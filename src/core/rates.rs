//! Rate sets, the provider abstraction and re-basing arithmetic.

use crate::core::error::RateError;
use async_trait::async_trait;
use chrono::NaiveDate;
use rust_decimal::Decimal;
use std::collections::BTreeMap;
use tracing::debug;

/// ISO-4217 code to rate, all relative to one implicit base currency.
pub type RateMap = BTreeMap<String, Decimal>;

/// What a provider does when the requested base has no usable rate.
#[derive(Debug, Clone, Copy, PartialEq, Eq)]
pub enum MissingBase {
    /// Report "nothing to update" with an empty rate set.
    Empty,
    /// Fail the fetch with [`RateError::RebaseUndefined`].
    Fail,
}

/// Rates exactly as a provider published them.
#[derive(Debug, Clone, PartialEq)]
pub struct FetchedRates {
    pub provider: &'static str,
    /// Currency the rates are expressed against.
    pub base: String,
    pub rates: RateMap,
    /// The base currency's own rate in `rates` terms, usually 1.
    pub base_rate: Decimal,
    pub published: Option<NaiveDate>,
}

#[async_trait]
pub trait RateProvider: Send + Sync {
    fn id(&self) -> &'static str;

    fn on_missing_base(&self) -> MissingBase;

    async fn fetch_latest(&self) -> Result<FetchedRates, RateError>;
}

/// Re-expresses `rates` (quoted against `former_base`) against `target`.
///
/// Every rate is scaled by `base_rate / rates[target]`. The former base gets
/// its own entry, and `target` is dropped since it is now the implicit base.
/// Values keep the full `Decimal` precision so tiny rates survive. Returns
/// `None` if `target` is missing, non-positive, or the arithmetic overflows.
pub fn rebase(
    rates: &RateMap,
    former_base: &str,
    base_rate: Decimal,
    target: &str,
) -> Option<RateMap> {
    let target_rate = rates.get(target).copied()?;
    if target_rate <= Decimal::ZERO {
        return None;
    }
    let factor = base_rate.checked_div(target_rate)?;

    let mut rebased = RateMap::new();
    for (code, rate) in rates {
        if code == target {
            continue;
        }
        let value = rate.checked_mul(factor)?;
        rebased.insert(code.clone(), value.normalize());
    }
    rebased.insert(former_base.to_string(), factor.normalize());
    Some(rebased)
}

/// Turns a provider's rate set into one based on `default_iso4217`.
pub fn normalize(
    fetched: FetchedRates,
    default_iso4217: &str,
    policy: MissingBase,
) -> Result<RateMap, RateError> {
    if fetched.base.eq_ignore_ascii_case(default_iso4217) {
        debug!(
            provider = fetched.provider,
            base = %fetched.base,
            "Provider base matches default currency, returning rates unmodified"
        );
        return Ok(fetched.rates);
    }

    match rebase(
        &fetched.rates,
        &fetched.base,
        fetched.base_rate,
        default_iso4217,
    ) {
        Some(rebased) => Ok(rebased),
        None => match policy {
            MissingBase::Empty => {
                debug!(
                    provider = fetched.provider,
                    "No usable {} rate, nothing to update", default_iso4217
                );
                Ok(RateMap::new())
            }
            MissingBase::Fail => Err(RateError::RebaseUndefined {
                provider: fetched.provider.to_string(),
                currency: default_iso4217.to_string(),
            }),
        },
    }
}

#[cfg(test)]
mod tests {
    use super::*;
    use rust_decimal_macros::dec;

    fn ecb_rates() -> RateMap {
        RateMap::from([
            ("USD".to_string(), dec!(1.1)),
            ("JPY".to_string(), dec!(130.0)),
        ])
    }

    fn fetched(base: &str, rates: RateMap) -> FetchedRates {
        FetchedRates {
            provider: "TEST",
            base: base.to_string(),
            rates,
            base_rate: Decimal::ONE,
            published: None,
        }
    }

    #[test]
    fn test_rebase_to_usd() {
        let rebased = rebase(&ecb_rates(), "EUR", Decimal::ONE, "USD").unwrap();

        assert_eq!(rebased.len(), 2);
        assert!(!rebased.contains_key("USD"));
        assert_eq!(rebased["JPY"].round_dp(2), dec!(118.18));
        assert_eq!(rebased["EUR"].round_dp(4), dec!(0.9091));
    }

    #[test]
    fn test_rebase_round_trip() {
        let original = RateMap::from([
            ("USD".to_string(), dec!(1.0934)),
            ("JPY".to_string(), dec!(163.45)),
            ("GBP".to_string(), dec!(0.85623)),
            ("CHF".to_string(), dec!(0.9421)),
            ("IRR".to_string(), dec!(46018.21)),
            ("IDR".to_string(), dec!(17012.4)),
            ("XAU".to_string(), dec!(0.00041234)),
            ("BTC".to_string(), dec!(0.0000153)),
        ]);

        for target in ["USD", "JPY", "GBP", "CHF", "IRR", "IDR", "XAU", "BTC"] {
            let there = rebase(&original, "EUR", Decimal::ONE, target).unwrap();
            let back = rebase(&there, target, Decimal::ONE, "EUR").unwrap();

            assert_eq!(back.len(), original.len(), "key set differs for {target}");
            for (code, rate) in &original {
                let relative = (back[code] - rate).abs() / rate;
                assert!(
                    relative < dec!(0.000001),
                    "{code} via {target}: {} vs {rate}",
                    back[code]
                );
            }
        }
    }

    #[test]
    fn test_rebase_keeps_small_rates() {
        let rates = RateMap::from([
            ("IRR".to_string(), dec!(42087.5)),
            ("XAU".to_string(), dec!(0.00041234)),
            ("BTC".to_string(), dec!(0.0000153)),
        ]);
        let rebased = rebase(&rates, "USD", Decimal::ONE, "IRR").unwrap();

        for (code, rate) in [("XAU", dec!(0.00041234)), ("BTC", dec!(0.0000153))] {
            let exact = rate / dec!(42087.5);
            let relative = (rebased[code] - exact).abs() / exact;
            assert!(
                relative < dec!(0.000000000001),
                "{code}: {} vs {exact}",
                rebased[code]
            );
        }
        assert!(rebased["USD"] > Decimal::ZERO);
        assert!(rebased["BTC"] < dec!(0.000000001));
    }

    #[test]
    fn test_rebase_undefined_target() {
        assert!(rebase(&ecb_rates(), "EUR", Decimal::ONE, "GBP").is_none());

        let mut rates = ecb_rates();
        rates.insert("ZWL".to_string(), Decimal::ZERO);
        assert!(rebase(&rates, "EUR", Decimal::ONE, "ZWL").is_none());
        rates.insert("ZWL".to_string(), dec!(-1));
        assert!(rebase(&rates, "EUR", Decimal::ONE, "ZWL").is_none());
    }

    #[test]
    fn test_rebase_with_listed_base_rate() {
        // Commercial feeds list their base at 1 alongside the other rates.
        let rates = RateMap::from([
            ("USD".to_string(), dec!(1)),
            ("EUR".to_string(), dec!(0.8)),
            ("GBP".to_string(), dec!(0.75)),
        ]);
        let rebased = rebase(&rates, "USD", dec!(1), "EUR").unwrap();

        assert_eq!(rebased["USD"], dec!(1.25));
        assert_eq!(rebased["GBP"], dec!(0.9375));
        assert!(!rebased.contains_key("EUR"));
    }

    #[test]
    fn test_normalize_same_base_is_unmodified() {
        let result = normalize(fetched("EUR", ecb_rates()), "EUR", MissingBase::Empty).unwrap();
        assert_eq!(result, ecb_rates());
    }

    #[test]
    fn test_normalize_missing_base_policies() {
        let result = normalize(fetched("EUR", ecb_rates()), "GBP", MissingBase::Empty).unwrap();
        assert!(result.is_empty());

        let err = normalize(fetched("USD", ecb_rates()), "GBP", MissingBase::Fail).unwrap_err();
        assert!(matches!(
            err,
            RateError::RebaseUndefined { ref currency, .. } if currency == "GBP"
        ));
    }
}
::::::::::
## TASK DETAILS
Set the records above down again, exactly as they read.

## ANSWER BOX
filename src/core/rates.rs
//! Rate sets, the provider abstraction and re-basing arithmetic.

use crate::core::error::RateError;
use async_trait::async_trait;
use chrono::NaiveDate;
use rust_decimal::Decimal;
use std::collections::BTreeMap;
use tracing::debug;

/// ISO-4217 code to rate, all relative to one implicit base currency.
pub type RateMap = BTreeMap<String, Decimal>;

/// What a provider does when the requested base has no usable rate.
#[derive(Debug, Clone, Copy, PartialEq, Eq)]
pub enum MissingBase {
    /// Report "nothing to update" with an empty rate set.
    Empty,
    /// Fail the fetch with [`RateError::RebaseUndefined`].
    Fail,
}

/// Rates exactly as a provider published them.
#[derive(Debug, Clone, PartialEq)]
pub struct FetchedRates {
    pub provider: &'static str,
    /// Currency the rates are expressed against.
    pub base: String,
    pub rates: RateMap,
    /// The base currency's own rate in `rates` terms, usually 1.
    pub base_rate: Decimal,
    pub published: Option<NaiveDate>,
}

#[async_trait]
pub trait RateProvider: Send + Sync {
    fn id(&self) -> &'static str;

    fn on_missing_base(&self) -> MissingBase;

    async fn fetch_latest(&self) -> Result<FetchedRates, RateError>;
}

/// Re-expresses `rates` (quoted against `former_base`) against `target`.
///
/// Every rate is scaled by `base_rate / rates[target]`. The former base gets
/// its own entry, and `target` is dropped since it is now the implicit base.
/// Values keep the full `Decimal` precision so tiny rates survive. Returns
/// `None` if `target` is missing, non-positive, or the arithmetic overflows.
pub fn rebase(
    rates: &RateMap,
    former_base: &str,
    base_rate: Decimal,
    target: &str,
) -> Option<RateMap> {
    let target_rate = rates.get(target).copied()?;
    if target_rate <= Decimal::ZERO {
        return None;
    }
    let factor = base_rate.checked_div(target_rate)?;

    let mut rebased = RateMap::new();
    for (code, rate) in rates {
        if code == target {
            continue;
        }
        let value = rate.checked_mul(factor)?;
        rebased.insert(code.clone(), value.normalize());
    }
    rebased.insert(former_base.to_string(), factor.normalize());
    Some(rebased)
}

/// Turns a provider's rate set into one based on `default_iso4217`.
pub fn normalize(
    fetched: FetchedRates,
    default_iso4217: &str,
    policy: MissingBase,
) -> Result<RateMap, RateError> {
    if fetched.base.eq_ignore_ascii_case(default_iso4217) {
        debug!(
            provider = fetched.provider,
            base = %fetched.base,
            "Provider base matches default currency, returning rates unmodified"
        );
        return Ok(fetched.rates);
    }

    match rebase(
        &fetched.rates,
        &fetched.base,
        fetched.base_rate,
        default_iso4217,
    ) {
        Some(rebased) => Ok(rebased),
        None => match policy {
            MissingBase::Empty => {
                debug!(
                    provider = fetched.provider,
                    "No usable {} rate, nothing to update", default_iso4217
                );
                Ok(RateMap::new())
            }
            MissingBase::Fail => Err(RateError::RebaseUndefined {
                provider: fetched.provider.to_string(),
                currency: default_iso4217.to_string(),
            }),
        },
    }
}

#[cfg(test)]
mod tests {
    use super::*;
    use rust_decimal_macros::dec;

    fn ecb_rates() -> RateMap {
        RateMap::from([
            ("USD".to_string(), dec!(1.1)),
            ("JPY".to_string(), dec!(130.0)),
        ])
    }

    fn fetched(base: &str, rates: RateMap) -> FetchedRates {
        FetchedRates {
            provider: "TEST",
            base: base.to_string(),
            rates,
            base_rate: Decimal::ONE,
            published: None,
        }
    }

    #[test]
    fn test_rebase_to_usd() {
        let rebased = rebase(&ecb_rates(), "EUR", Decimal::ONE, "USD").unwrap();

        assert_eq!(rebased.len(), 2);
        assert!(!rebased.contains_key("USD"));
        assert_eq!(rebased["JPY"].round_dp(2), dec!(118.18));
        assert_eq!(rebased["EUR"].round_dp(4), dec!(0.9091));
    }

    #[test]
    fn test_rebase_round_trip() {
        let original = RateMap::from([
            ("USD".to_string(), dec!(1.0934)),
            ("JPY".to_string(), dec!(163.45)),
            ("GBP".to_string(), dec!(0.85623)),
            ("CHF".to_string(), dec!(0.9421)),
            ("IRR".to_string(), dec!(46018.21)),
            ("IDR".to_string(), dec!(17012.4)),
            ("XAU".to_string(), dec!(0.00041234)),
            ("BTC".to_string(), dec!(0.0000153)),
        ]);

        for target in ["USD", "JPY", "GBP", "CHF", "IRR", "IDR", "XAU", "BTC"] {
            let there = rebase(&original, "EUR", Decimal::ONE, target).unwrap();
            let back = rebase(&there, target, Decimal::ONE, "EUR").unwrap();

            assert_eq!(back.len(), original.len(), "key set differs for {target}");
            for (code, rate) in &original {
                let relative = (back[code] - rate).abs() / rate;
                assert!(
                    relative < dec!(0.000001),
                    "{code} via {target}: {} vs {rate}",
                    back[code]
                );
            }
        }
    }

    #[test]
    fn test_rebase_keeps_small_rates() {
        let rates = RateMap::from([
            ("IRR".to_string(), dec!(42087.5)),
            ("XAU".to_string(), dec!(0.00041234)),
            ("BTC".to_string(), dec!(0.0000153)),
        ]);
        let rebased = rebase(&rates, "USD", Decimal::ONE, "IRR").unwrap();

        for (code, rate) in [("XAU", dec!(0.00041234)), ("BTC", dec!(0.0000153))] {
            let exact = rate / dec!(42087.5);
            let relative = (rebased[code] - exact).abs() / exact;
            assert!(
                relative < dec!(0.000000000001),
                "{code}: {} vs {exact}",
                rebased[code]
            );
        }
        assert!(rebased["USD"] > Decimal::ZERO);
        assert!(rebased["BTC"] < dec!(0.000000001));
    }

    #[test]
    fn test_rebase_undefined_target() {
        assert!(rebase(&ecb_rates(), "EUR", Decimal::ONE, "GBP").is_none());

        let mut rates = ecb_rates();
        rates.insert("ZWL".to_string(), Decimal::ZERO);
        assert!(rebase(&rates, "EUR", Decimal::ONE, "ZWL").is_none());
        rates.insert("ZWL".to_string(), dec!(-1));
        assert!(rebase(&rates, "EUR", Decimal::ONE, "ZWL").is_none());
    }

    #[test]
    fn test_rebase_with_listed_base_rate() {
        // Commercial feeds list their base at 1 alongside the other rates.
        let rates = RateMap::from([
            ("USD".to_string(), dec!(1)),
            ("EUR".to_string(), dec!(0.8)),
            ("GBP".to_string(), dec!(0.75)),
        ]);
        let rebased = rebase(&rates, "USD", dec!(1), "EUR").unwrap();

        assert_eq!(rebased["USD"], dec!(1.25));
        assert_eq!(rebased["GBP"], dec!(0.9375));
        assert!(!rebased.contains_key("EUR"));
    }

    #[test]
    fn test_normalize_same_base_is_unmodified() {
        let result = normalize(fetched("EUR", ecb_rates()), "EUR", MissingBase::Empty).unwrap();
        assert_eq!(result, ecb_rates());
    }

    #[test]
    fn test_normalize_missing_base_policies() {
        let result = normalize(fetched("EUR", ecb_rates()), "GBP", MissingBase::Empty).unwrap();
        assert!(result.is_empty());

        let err = normalize(fetched("USD", ecb_rates()), "GBP", MissingBase::Fail).unwrap_err();
        assert!(matches!(
            err,
            RateError::RebaseUndefined { ref currency, .. } if currency == "GBP"
        ));
    }
}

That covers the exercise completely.